Trump announced his candidacy for the Reform Party presidential nomination on October 7, 1999. Knauss strongly supported the move. When asked by The New York Times what her role would be if Trump were to become president, Knauss replied: "I would be very traditional, like Betty Ford or Jackie Kennedy." Knauss saw extensive media attention, as tabloids considered the idea of a model as first lady.

Knauss was one of the first models recruited to Trump's modeling agency, Trump Model Management, after its creation in February 1999. The following months, she appeared in several magazines and advertisements organized by individuals close to Trump. While Trump was organizing his campaign, Knauss appeared in the February edition of Sports Illustrated Swimsuit Issue. The image featured her in a bikini alongside a large inflatable whale; the shoot was run by Antoine Verglas, an associate of Zampolli's. Shortly after the shoot, Verglas called Knauss back for another project where he had her pose nude in a Bond girl aesthetic. Knauss later said that she stood 'proudly behind [her] nude modeling work' in a post on X (Twitter) in September 2024. Trump had lobbied for her inclusion in a GQ spread, and her relationship with him allowed the shoot access to his Boeing 727 aircraft. Images from the shoot were included in the January 2000 edition of GQ magazine. At the time, Trump's involvement was not made known. She then appeared in another sexualized photoshoot, where she was posted in a mock-up of the Oval Office.

In January 2000, it was reported that Knauss and Trump had broken up, with conflicting accounts of who ended the relationship. Many photos and publicity pieces the two had done together were quickly edited before publication to accommodate the change. They kept in contact, and they reunited a few months later. Knauss received her green card in 2001, granting her permanent residency in the United States. Knauss and Trump moved in together at Trump Tower in 2002. She made her first appearance on Trump's game show The Apprentice in April 2004 when an episode had the contestants visit their penthouse.

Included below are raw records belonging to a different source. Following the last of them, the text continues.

use clap::{Parser, Subcommand};
use eightstash::commands::*;
use eightstash::core::{
    config::Settings,
    error::{Result, StashError},
    print_error,
};
use std::env;

#[derive(Parser)]
#[command(name = "8stash")]
#[command(about = "Stash local changes on a remote branch and bring them back later")]
#[command(version)]
struct Cli {
    /// Enable debug logging
    #[arg(long, global = true)]
    debug: bool,

    #[command(subcommand)]
    command: Option<Commands>,
}

#[derive(Subcommand)]
enum Commands {
    /// Move local changes to a new stash branch on the remote (default)
    Push {
        /// Commit message for the stash branch
        #[arg(short, long)]
        message: Option<String>,
    },
    /// Reapply a stash branch and delete it
    Pop {
        /// Stash number or full branch name; may be omitted when only one stash exists
        identifier: Option<String>,
    },
    /// List stash branches with their age, author and message
    List,
    /// Delete a stash branch locally and on the remote
    Drop {
        /// Stash number or full branch name
        identifier: String,
    },
    /// Delete stash branches older than the retention period
    Cleanup {
        /// Minimum age in days (overrides retention_days)
        #[arg(short, long)]
        days: Option<u32>,
        /// Skip the confirmation prompt
        #[arg(short = 'y', long = "yes")]
        yes: bool,
    },
}

impl Commands {
    fn operation(&self) -> &'static str {
        match self {
            Commands::Push { .. } => "push",
            Commands::Pop { .. } => "pop",
            Commands::List => "list",
            Commands::Drop { .. } => "drop",
            Commands::Cleanup { .. } => "cleanup",
        }
    }
}

fn init_logging(debug: bool) {
    let default_level = if debug { "debug" } else { "warn" };
    env_logger::Builder::from_env(env_logger::Env::default().default_filter_or(default_level))
        .init();
}

fn run(settings: &Settings, command: Commands) -> Result<()> {
    match command {
        Commands::Push { message } => execute_push(settings, message).map(|_| ()),
        Commands::Pop { identifier } => execute_pop(settings, identifier).map(|_| ()),
        Commands::List => execute_list(settings).map(|_| ()),
        Commands::Drop { identifier } => execute_drop(settings, &identifier).map(|_| ()),
        Commands::Cleanup { days, yes } => {
            let mut settings = settings.clone();
            if let Some(days) = days {
                settings = settings.with_retention_days(days);
            }
            if yes {
                settings = settings.with_skip_confirmation(true);
            }
            execute_cleanup(&settings).map(|_| ())
        }
    }
}

fn main() {
    let cli = Cli::parse();
    init_logging(cli.debug);

    let command = cli.command.unwrap_or(Commands::Push { message: None });
    let operation = command.operation();

    let settings = match env::current_dir()
        .map_err(StashError::from)
        .and_then(|dir| Settings::load(&dir))
    {
        Ok(settings) => settings,
        Err(e) => {
            print_error(operation, &e.to_string());
            std::process::exit(1);
        }
    };
    log::debug!("Loaded settings: {settings:?}");

    if let Err(e) = run(&settings, command) {
        print_error(operation, &e.to_string());
        std::process::exit(1);
    }
}
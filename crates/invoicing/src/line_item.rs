use chrono::{DateTime, Utc};
use rust_decimal::Decimal;
use serde::{Deserialize, Serialize};

use facturas_core::{CompanyId, Entity, TenantOwned, ValueObject};
use facturas_products::{ProductId, UnitPrice, VatRate};

use crate::invoice::InvoiceId;

facturas_core::entity_id!(
    /// Line item identifier (tenant-scoped via `company_id`).
    LineItemId,
    "LineItemId"
);

/// Upper bound of a line quantity (a positive 32-bit signed integer column).
pub const QUANTITY_MAX: u32 = i32::MAX as u32;

/// Positive integer quantity.
#[derive(Debug, Copy, Clone, PartialEq, Eq, Hash, PartialOrd, Ord, Serialize, Deserialize)]
#[serde(transparent)]
pub struct Quantity(u32);

impl Quantity {
    /// Returns `None` for zero or values above [`QUANTITY_MAX`].
    pub fn new(value: u32) -> Option<Self> {
        (value > 0 && value <= QUANTITY_MAX).then_some(Self(value))
    }

    pub fn get(&self) -> u32 {
        self.0
    }
}

impl ValueObject for Quantity {}

/// One product line within an invoice.
///
/// `unit_price` and `vat_percentage` are the *effective* values fixed at
/// admission time; they never follow later changes to the product.
#[derive(Debug, Clone, PartialEq, Eq, Serialize, Deserialize)]
pub struct LineItem {
    id: LineItemId,
    company_id: CompanyId,
    invoice_id: InvoiceId,
    product_id: ProductId,
    line_no: u32,
    description: String,
    unit_price: UnitPrice,
    vat_percentage: VatRate,
    quantity: Quantity,
    created_at: DateTime<Utc>,
}

impl LineItem {
    #[allow(clippy::too_many_arguments)]
    pub fn new(
        id: LineItemId,
        company_id: CompanyId,
        invoice_id: InvoiceId,
        product_id: ProductId,
        line_no: u32,
        description: String,
        unit_price: UnitPrice,
        vat_percentage: VatRate,
        quantity: Quantity,
        created_at: DateTime<Utc>,
    ) -> Self {
        Self {
            id,
            company_id,
            invoice_id,
            product_id,
            line_no,
            description,
            unit_price,
            vat_percentage,
            quantity,
            created_at,
        }
    }

    pub fn id_typed(&self) -> LineItemId {
        self.id
    }

    pub fn invoice_id(&self) -> InvoiceId {
        self.invoice_id
    }

    pub fn product_id(&self) -> ProductId {
        self.product_id
    }

    /// 1-based position of the line within its invoice.
    pub fn line_no(&self) -> u32 {
        self.line_no
    }

    pub fn description(&self) -> &str {
        &self.description
    }

    pub fn unit_price(&self) -> UnitPrice {
        self.unit_price
    }

    pub fn vat_percentage(&self) -> VatRate {
        self.vat_percentage
    }

    pub fn quantity(&self) -> Quantity {
        self.quantity
    }

    pub fn created_at(&self) -> DateTime<Utc> {
        self.created_at
    }

    /// `unit_price * quantity` (exact).
    pub fn line_total_exclusive(&self) -> Decimal {
        self.unit_price.amount() * Decimal::from(self.quantity.get())
    }

    /// `line_total_exclusive * vat / 100` (exact, unrounded).
    pub fn line_tax(&self) -> Decimal {
        self.line_total_exclusive() * self.vat_percentage.as_fraction()
    }

    pub fn line_total_inclusive(&self) -> Decimal {
        self.line_total_exclusive() + self.line_tax()
    }

    pub(crate) fn with_values(
        &self,
        description: String,
        unit_price: UnitPrice,
        vat_percentage: VatRate,
        quantity: Quantity,
    ) -> Self {
        Self {
            description,
            unit_price,
            vat_percentage,
            quantity,
            ..self.clone()
        }
    }
}

impl Entity for LineItem {
    type Id = LineItemId;

    fn id(&self) -> &Self::Id {
        &self.id
    }
}

impl TenantOwned for LineItem {
    fn company_id(&self) -> CompanyId {
        self.company_id
    }
}

#[cfg(test)]
mod tests {
    use super::*;

    #[test]
    fn quantity_must_be_positive_and_bounded() {
        assert!(Quantity::new(0).is_none());
        assert!(Quantity::new(1).is_some());
        assert!(Quantity::new(QUANTITY_MAX).is_some());
        assert!(Quantity::new(QUANTITY_MAX + 1).is_none());
    }

    #[test]
    fn zero_vat_line_has_no_tax() {
        let line = LineItem::new(
            LineItemId::new(),
            CompanyId::new(),
            InvoiceId::new(),
            ProductId::new(),
            1,
            "Soporte".to_string(),
            UnitPrice::new(Decimal::new(12_50, 2)).unwrap(),
            VatRate::new(Decimal::ZERO).unwrap(),
            Quantity::new(4).unwrap(),
            Utc::now(),
        );
        assert_eq!(line.line_total_exclusive(), Decimal::new(50_00, 2));
        assert!(line.line_tax().is_zero());
        assert_eq!(line.line_total_inclusive(), line.line_total_exclusive());
    }
}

=== Engagement and wedding ===
Trump proposed to Knauss on April 26, 2004, on her birthday as they were leaving to attend the Met Gala. He reasoned that he was more willing to wed as she had not insisted on marriage, and he felt she had been an influence in his success over the previous years. She also signed his prenuptial agreement without issue. A few months before the wedding, Knauss traveled to Paris with Anna Wintour and André Leon Talley to find a wedding dress, deciding on a dress by John Galliano. In the days leading up to the wedding, she appeared on the front cover of Vogue in her dress.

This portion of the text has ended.